→ **EXERCISE**:
An exact reproduction of all the entries below is required.
#####
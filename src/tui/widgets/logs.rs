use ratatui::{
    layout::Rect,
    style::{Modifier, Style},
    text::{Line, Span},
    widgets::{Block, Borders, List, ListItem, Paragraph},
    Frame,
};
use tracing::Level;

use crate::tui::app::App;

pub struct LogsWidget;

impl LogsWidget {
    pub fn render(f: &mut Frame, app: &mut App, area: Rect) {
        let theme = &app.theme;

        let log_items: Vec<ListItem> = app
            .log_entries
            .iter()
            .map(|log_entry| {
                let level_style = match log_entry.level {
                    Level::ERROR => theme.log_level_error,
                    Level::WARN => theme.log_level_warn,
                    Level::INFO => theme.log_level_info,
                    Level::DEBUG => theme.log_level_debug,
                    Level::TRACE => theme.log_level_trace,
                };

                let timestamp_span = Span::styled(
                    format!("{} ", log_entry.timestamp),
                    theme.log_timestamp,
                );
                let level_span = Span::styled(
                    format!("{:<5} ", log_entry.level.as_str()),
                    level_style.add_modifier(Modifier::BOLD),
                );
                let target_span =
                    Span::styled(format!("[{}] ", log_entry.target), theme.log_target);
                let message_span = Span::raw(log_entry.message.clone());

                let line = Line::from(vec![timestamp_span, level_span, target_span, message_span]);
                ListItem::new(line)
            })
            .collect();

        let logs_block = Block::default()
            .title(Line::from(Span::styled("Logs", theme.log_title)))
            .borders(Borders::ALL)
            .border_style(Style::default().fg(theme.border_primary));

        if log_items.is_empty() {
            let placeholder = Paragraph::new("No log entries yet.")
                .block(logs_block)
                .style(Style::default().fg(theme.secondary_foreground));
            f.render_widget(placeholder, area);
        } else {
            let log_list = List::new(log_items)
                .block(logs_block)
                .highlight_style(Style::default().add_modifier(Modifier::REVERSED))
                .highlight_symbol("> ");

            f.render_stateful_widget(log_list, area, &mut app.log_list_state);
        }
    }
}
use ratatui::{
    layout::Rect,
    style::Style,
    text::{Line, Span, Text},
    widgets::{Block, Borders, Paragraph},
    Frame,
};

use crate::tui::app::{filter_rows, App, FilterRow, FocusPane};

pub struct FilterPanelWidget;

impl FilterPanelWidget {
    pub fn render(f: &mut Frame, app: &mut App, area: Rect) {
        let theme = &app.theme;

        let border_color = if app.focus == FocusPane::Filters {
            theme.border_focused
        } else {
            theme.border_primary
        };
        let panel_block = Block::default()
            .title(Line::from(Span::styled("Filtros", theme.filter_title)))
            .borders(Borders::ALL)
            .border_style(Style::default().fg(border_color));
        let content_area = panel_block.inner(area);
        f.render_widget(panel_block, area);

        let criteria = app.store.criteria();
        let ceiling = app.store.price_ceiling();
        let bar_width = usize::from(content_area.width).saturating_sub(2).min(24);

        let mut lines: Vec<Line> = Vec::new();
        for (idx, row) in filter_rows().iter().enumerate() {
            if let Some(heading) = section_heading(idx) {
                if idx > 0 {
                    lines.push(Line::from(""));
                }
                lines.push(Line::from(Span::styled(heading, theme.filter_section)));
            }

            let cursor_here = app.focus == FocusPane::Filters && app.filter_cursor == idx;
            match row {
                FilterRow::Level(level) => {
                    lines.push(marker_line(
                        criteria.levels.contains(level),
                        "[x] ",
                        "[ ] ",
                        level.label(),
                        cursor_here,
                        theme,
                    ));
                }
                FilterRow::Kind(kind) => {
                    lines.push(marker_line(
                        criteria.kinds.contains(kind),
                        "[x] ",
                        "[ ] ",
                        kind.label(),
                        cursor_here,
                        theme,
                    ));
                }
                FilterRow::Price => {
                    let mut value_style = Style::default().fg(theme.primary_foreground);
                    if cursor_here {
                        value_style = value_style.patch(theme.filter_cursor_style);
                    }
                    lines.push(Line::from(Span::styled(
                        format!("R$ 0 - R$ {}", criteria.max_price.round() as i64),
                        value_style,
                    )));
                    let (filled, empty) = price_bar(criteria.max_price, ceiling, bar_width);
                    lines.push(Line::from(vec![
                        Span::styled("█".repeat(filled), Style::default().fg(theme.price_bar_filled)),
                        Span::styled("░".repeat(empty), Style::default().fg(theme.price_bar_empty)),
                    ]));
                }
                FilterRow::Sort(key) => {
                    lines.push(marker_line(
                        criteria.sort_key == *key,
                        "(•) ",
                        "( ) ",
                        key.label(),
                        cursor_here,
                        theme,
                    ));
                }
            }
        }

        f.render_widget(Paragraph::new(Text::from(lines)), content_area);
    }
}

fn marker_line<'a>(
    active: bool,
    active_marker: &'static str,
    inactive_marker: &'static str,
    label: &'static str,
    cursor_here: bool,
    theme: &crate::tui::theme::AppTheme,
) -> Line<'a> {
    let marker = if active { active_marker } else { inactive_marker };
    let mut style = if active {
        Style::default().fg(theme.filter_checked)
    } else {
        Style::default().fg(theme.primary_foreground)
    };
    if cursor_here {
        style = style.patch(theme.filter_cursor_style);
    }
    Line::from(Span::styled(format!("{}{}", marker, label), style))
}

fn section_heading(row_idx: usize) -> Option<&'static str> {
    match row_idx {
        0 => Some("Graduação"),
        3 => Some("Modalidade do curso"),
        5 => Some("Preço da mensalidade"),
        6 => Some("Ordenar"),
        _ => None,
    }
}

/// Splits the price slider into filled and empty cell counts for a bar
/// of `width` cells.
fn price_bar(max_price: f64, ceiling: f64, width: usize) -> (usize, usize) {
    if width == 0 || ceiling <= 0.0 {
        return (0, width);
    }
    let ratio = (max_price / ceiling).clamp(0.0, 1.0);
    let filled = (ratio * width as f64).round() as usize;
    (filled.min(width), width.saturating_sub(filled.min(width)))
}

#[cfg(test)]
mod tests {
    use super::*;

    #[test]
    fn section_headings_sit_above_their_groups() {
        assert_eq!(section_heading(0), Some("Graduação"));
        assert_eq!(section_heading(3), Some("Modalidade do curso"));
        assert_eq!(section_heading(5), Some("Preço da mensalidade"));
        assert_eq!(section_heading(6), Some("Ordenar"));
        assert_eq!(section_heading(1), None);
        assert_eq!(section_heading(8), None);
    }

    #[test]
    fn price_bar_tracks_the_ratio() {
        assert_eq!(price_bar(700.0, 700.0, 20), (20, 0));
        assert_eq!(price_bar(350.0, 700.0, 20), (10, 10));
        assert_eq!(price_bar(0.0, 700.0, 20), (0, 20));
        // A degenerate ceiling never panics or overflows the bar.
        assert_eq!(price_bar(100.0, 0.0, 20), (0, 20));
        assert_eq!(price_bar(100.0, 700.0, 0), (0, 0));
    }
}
#####
→ **ANSWER AREA**:
filename src/tui/widgets/logs.rs
use ratatui::{
    layout::Rect,
    style::{Modifier, Style},
    text::{Line, Span},
    widgets::{Block, Borders, List, ListItem, Paragraph},
    Frame,
};
use tracing::Level;

use crate::tui::app::App;

pub struct LogsWidget;

impl LogsWidget {
    pub fn render(f: &mut Frame, app: &mut App, area: Rect) {
        let theme = &app.theme;

        let log_items: Vec<ListItem> = app
            .log_entries
            .iter()
            .map(|log_entry| {
                let level_style = match log_entry.level {
                    Level::ERROR => theme.log_level_error,
                    Level::WARN => theme.log_level_warn,
                    Level::INFO => theme.log_level_info,
                    Level::DEBUG => theme.log_level_debug,
                    Level::TRACE => theme.log_level_trace,
                };

                let timestamp_span = Span::styled(
                    format!("{} ", log_entry.timestamp),
                    theme.log_timestamp,
                );
                let level_span = Span::styled(
                    format!("{:<5} ", log_entry.level.as_str()),
                    level_style.add_modifier(Modifier::BOLD),
                );
                let target_span =
                    Span::styled(format!("[{}] ", log_entry.target), theme.log_target);
                let message_span = Span::raw(log_entry.message.clone());

                let line = Line::from(vec![timestamp_span, level_span, target_span, message_span]);
                ListItem::new(line)
            })
            .collect();

        let logs_block = Block::default()
            .title(Line::from(Span::styled("Logs", theme.log_title)))
            .borders(Borders::ALL)
            .border_style(Style::default().fg(theme.border_primary));

        if log_items.is_empty() {
            let placeholder = Paragraph::new("No log entries yet.")
                .block(logs_block)
                .style(Style::default().fg(theme.secondary_foreground));
            f.render_widget(placeholder, area);
        } else {
            let log_list = List::new(log_items)
                .block(logs_block)
                .highlight_style(Style::default().add_modifier(Modifier::REVERSED))
                .highlight_symbol("> ");

            f.render_stateful_widget(log_list, area, &mut app.log_list_state);
        }
    }
}
use ratatui::{
    layout::Rect,
    style::Style,
    text::{Line, Span, Text},
    widgets::{Block, Borders, Paragraph},
    Frame,
};

use crate::tui::app::{filter_rows, App, FilterRow, FocusPane};

pub struct FilterPanelWidget;

impl FilterPanelWidget {
    pub fn render(f: &mut Frame, app: &mut App, area: Rect) {
        let theme = &app.theme;

        let border_color = if app.focus == FocusPane::Filters {
            theme.border_focused
        } else {
            theme.border_primary
        };
        let panel_block = Block::default()
            .title(Line::from(Span::styled("Filtros", theme.filter_title)))
            .borders(Borders::ALL)
            .border_style(Style::default().fg(border_color));
        let content_area = panel_block.inner(area);
        f.render_widget(panel_block, area);

        let criteria = app.store.criteria();
        let ceiling = app.store.price_ceiling();
        let bar_width = usize::from(content_area.width).saturating_sub(2).min(24);

        let mut lines: Vec<Line> = Vec::new();
        for (idx, row) in filter_rows().iter().enumerate() {
            if let Some(heading) = section_heading(idx) {
                if idx > 0 {
                    lines.push(Line::from(""));
                }
                lines.push(Line::from(Span::styled(heading, theme.filter_section)));
            }

            let cursor_here = app.focus == FocusPane::Filters && app.filter_cursor == idx;
            match row {
                FilterRow::Level(level) => {
                    lines.push(marker_line(
                        criteria.levels.contains(level),
                        "[x] ",
                        "[ ] ",
                        level.label(),
                        cursor_here,
                        theme,
                    ));
                }
                FilterRow::Kind(kind) => {
                    lines.push(marker_line(
                        criteria.kinds.contains(kind),
                        "[x] ",
                        "[ ] ",
                        kind.label(),
                        cursor_here,
                        theme,
                    ));
                }
                FilterRow::Price => {
                    let mut value_style = Style::default().fg(theme.primary_foreground);
                    if cursor_here {
                        value_style = value_style.patch(theme.filter_cursor_style);
                    }
                    lines.push(Line::from(Span::styled(
                        format!("R$ 0 - R$ {}", criteria.max_price.round() as i64),
                        value_style,
                    )));
                    let (filled, empty) = price_bar(criteria.max_price, ceiling, bar_width);
                    lines.push(Line::from(vec![
                        Span::styled("█".repeat(filled), Style::default().fg(theme.price_bar_filled)),
                        Span::styled("░".repeat(empty), Style::default().fg(theme.price_bar_empty)),
                    ]));
                }
                FilterRow::Sort(key) => {
                    lines.push(marker_line(
                        criteria.sort_key == *key,
                        "(•) ",
                        "( ) ",
                        key.label(),
                        cursor_here,
                        theme,
                    ));
                }
            }
        }

        f.render_widget(Paragraph::new(Text::from(lines)), content_area);
    }
}

fn marker_line<'a>(
    active: bool,
    active_marker: &'static str,
    inactive_marker: &'static str,
    label: &'static str,
    cursor_here: bool,
    theme: &crate::tui::theme::AppTheme,
) -> Line<'a> {
    let marker = if active { active_marker } else { inactive_marker };
    let mut style = if active {
        Style::default().fg(theme.filter_checked)
    } else {
        Style::default().fg(theme.primary_foreground)
    };
    if cursor_here {
        style = style.patch(theme.filter_cursor_style);
    }
    Line::from(Span::styled(format!("{}{}", marker, label), style))
}

fn section_heading(row_idx: usize) -> Option<&'static str> {
    match row_idx {
        0 => Some("Graduação"),
        3 => Some("Modalidade do curso"),
        5 => Some("Preço da mensalidade"),
        6 => Some("Ordenar"),
        _ => None,
    }
}

/// Splits the price slider into filled and empty cell counts for a bar
/// of `width` cells.
fn price_bar(max_price: f64, ceiling: f64, width: usize) -> (usize, usize) {
    if width == 0 || ceiling <= 0.0 {
        return (0, width);
    }
    let ratio = (max_price / ceiling).clamp(0.0, 1.0);
    let filled = (ratio * width as f64).round() as usize;
    (filled.min(width), width.saturating_sub(filled.min(width)))
}

#[cfg(test)]
mod tests {
    use super::*;

    #[test]
    fn section_headings_sit_above_their_groups() {
        assert_eq!(section_heading(0), Some("Graduação"));
        assert_eq!(section_heading(3), Some("Modalidade do curso"));
        assert_eq!(section_heading(5), Some("Preço da mensalidade"));
        assert_eq!(section_heading(6), Some("Ordenar"));
        assert_eq!(section_heading(1), None);
        assert_eq!(section_heading(8), None);
    }

    #[test]
    fn price_bar_tracks_the_ratio() {
        assert_eq!(price_bar(700.0, 700.0, 20), (20, 0));
        assert_eq!(price_bar(350.0, 700.0, 20), (10, 10));
        assert_eq!(price_bar(0.0, 700.0, 20), (0, 20));
        // A degenerate ceiling never panics or overflows the bar.
        assert_eq!(price_bar(100.0, 0.0, 20), (0, 20));
        assert_eq!(price_bar(100.0, 700.0, 0), (0, 0));
    }
}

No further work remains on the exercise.